Seja como for, quando as Forças Armadas depuseram João Goulart, existia um
acalorado debate sobre dois modelos alternativos para o país. Eram outros
tempos, havia a disputa entre o capitalismo e o comunismo, a Guerra Fria, a
Cortina de Ferro, o Muro de Berlim, a União das Repúblicas Socialistas
Soviéticas... Tudo isto ficou no passado e já se disse até que teríamos chegado
ao fim da História, tendo sido demonstrado pelos fatos que o capitalismo e a
democracia representativa são o sistema econômico e a forma de governo que
serão adotadas um dia por todos os países.

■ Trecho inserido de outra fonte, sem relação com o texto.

//! Build Orchestration: linear pipeline (Preparation -> Configuration -> Building -> Installation).
//!
//! The first failing step ends the run; nothing is retried and the build
//! directory is left as-is for inspection.

pub mod build_dir;
pub mod flags;
pub mod state;

use std::path::{Path, PathBuf};

pub use build_dir::{ensure_directory, reset_build_directory};
pub use flags::{build_flags, cmake_flags, compiler_flags};
pub use state::{BuildPhaseState, OrchestrationState};

use crate::config::absolute_path;
use crate::error::Result;
use crate::log_parsed;
use crate::models::{BuildConfig, BuildReport};
use crate::system::{run_checked, xcode, CommandRunner, CommandSpec};

pub const CMAKE: &str = "cmake";
pub const MAKE: &str = "make";

/// Line printed to stdout when a build fails.
pub const BUILD_FAILED_MESSAGE: &str = "Build failed.";

/// Drives one cross-build through an injected command runner.
pub struct Orchestrator<R: CommandRunner> {
    runner: R,
    config: BuildConfig,
    state: OrchestrationState,
}

impl<R: CommandRunner> Orchestrator<R> {
    pub fn new(runner: R, config: BuildConfig) -> Self {
        Orchestrator {
            runner,
            config,
            state: OrchestrationState::new(),
        }
    }

    pub fn runner(&self) -> &R {
        &self.runner
    }

    pub fn config(&self) -> &BuildConfig {
        &self.config
    }

    /// State of the last (or current) run.
    pub fn state(&self) -> &OrchestrationState {
        &self.state
    }

    /// Resolve the SDK path for the configured platform and selection policy.
    pub fn resolve_sdk_path(&self) -> Result<PathBuf> {
        xcode::resolve_sdk_path(&self.runner, &self.config.sdk_platform, self.config.sdk_selection)
    }

    /// Run the full pipeline against `source_path`.
    ///
    /// On failure the error is recorded in `state()` and returned; steps
    /// after the failing one are never started.
    pub fn run_build(&mut self, source_path: &Path, install: bool) -> Result<BuildReport> {
        self.state = OrchestrationState::new();
        match self.execute(source_path, install) {
            Ok(report) => Ok(report),
            Err(e) => {
                log::error!("[Orchestrator] {} phase failed: {}", self.state.phase.as_str(), e);
                self.state.record_error(e.user_message());
                Err(e)
            }
        }
    }

    fn execute(&mut self, source_path: &Path, install: bool) -> Result<BuildReport> {
        // cmake runs inside the build directory, so relative paths would
        // resolve against the wrong root
        let build_dir = absolute_path(&self.config.build_dir);
        let source_path = absolute_path(source_path);

        log_parsed!("Preparing build directory {}", build_dir.display());
        reset_build_directory(&build_dir)?;

        let compiler_flags = compiler_flags(&self.config);
        let cmake_flags = cmake_flags(&self.config);

        let (env, sdk_path) = if self.config.inject_toolchain_env {
            let (env, sdk_path) = xcode::toolchain_env(&self.runner, &self.config)?;
            log::debug!("[Orchestrator] Toolchain env: {:?}", env);
            (env.vars(), Some(sdk_path))
        } else {
            (Vec::new(), None)
        };

        let step = |program: &str| {
            CommandSpec::new(program)
                .current_dir(&build_dir)
                .envs(env.clone())
        };

        self.advance(BuildPhaseState::Configuration);
        log_parsed!("Configuring {} with cmake", source_path.display());
        let cmake = step(CMAKE)
            .args(cmake_flags)
            .args(compiler_flags)
            .arg(source_path.to_string_lossy());
        run_checked(&self.runner, &cmake)?;

        self.advance(BuildPhaseState::Building);
        log_parsed!("Building with make");
        run_checked(&self.runner, &step(MAKE))?;

        if install {
            self.advance(BuildPhaseState::Installation);
            if ensure_directory(&self.config.install_dir)? {
                log::info!("[Orchestrator] Created install directory {}", self.config.install_dir.display());
            }
            log_parsed!("Installing to {}", self.config.install_dir.display());
            run_checked(&self.runner, &step(MAKE).arg("install"))?;
        }

        self.advance(BuildPhaseState::Completed);
        log_parsed!("Build completed in {:.1?}", self.state.elapsed());

        Ok(BuildReport {
            phases_completed: self.state.completed.clone(),
            sdk_path,
            installed: install,
            elapsed: self.state.elapsed(),
        })
    }

    fn advance(&mut self, next: BuildPhaseState) {
        if let Err(e) = self.state.transition_to(next) {
            log::warn!("[Orchestrator] {}", e);
        }
    }
}

/// What the binary reports once a run has finished.
#[derive(Debug, Clone, PartialEq, Eq)]
pub struct RunSummary {
    /// Line for stdout, if any.
    pub message: Option<&'static str>,
    pub exit_code: i32,
}

/// Map a build outcome to the user-facing report.
///
/// A failed build prints `Build failed.` and still exits 0 unless
/// `strict_exit` is set.
pub fn summarize(outcome: &Result<BuildReport>, strict_exit: bool) -> RunSummary {
    match outcome {
        Ok(_) => RunSummary {
            message: None,
            exit_code: 0,
        },
        Err(_) => RunSummary {
            message: Some(BUILD_FAILED_MESSAGE),
            exit_code: if strict_exit { 1 } else { 0 },
        },
    }
}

Não sei se isto irá acontecer tão cedo nas teocracias islâmicas ou nos regimes
tribais que existem na África, mas no Brasil parece-me que a escolha foi feita e
é irreversível. Alguém consegue imaginar seriamente a volta de eleições
indiretas para presidente, governador, prefeitos das capitais e das estâncias
hidrominerais (?!), senadores biônicos, o "Estadão" publicando trechos de "Os
Lusíadas" para preencher o espaço de reportagens censuradas, o balé Bolshoi
tendo sua exibição proibida? Não, o Brasil e os brasileiros não merecem isto.

3
Assim, só nos resta aprendermos a ser livres através do exercício da
liberdade.

Bibliografia:

1. MOISÉS, J. A. Democracy, Political Trust and Democratic Institutions: the case of


Brazil. Trabalho apresentado no Seminário “Democracy and Citizens Distrust of Public
Institutions in Brazil in Comparative Perspective”, Oxford University, 2007. Disponível em
<http://nupps.usp.br/images/artigos_temp/moises_Paper.Ox2007-3.pdf>. Acesso em: 10
fev. 2013.
2. NOLETO Fº, P. A. A Imagem Pública do Congresso: uma análise político-midiática.
Tese (Doutorado). Universidade de Brasília, 2009. Disponível em
<http://repositorio.bce.unb.br/handle/10482/7605?mode=full>. Acesso em: 10 fev. 2013.
3. SECRETARIA ESPECIAL DOS DIREITOS HUMANOS. Direito à Memória e à Verdade.
2007. Disponível em
<http://portal.mj.gov.br/sedh/biblioteca/livro_direito_memoria_verdade/livro_direito_memori
a_verdade_sem_a_marca.pdf >. Acesso em: 10 fev. 2013.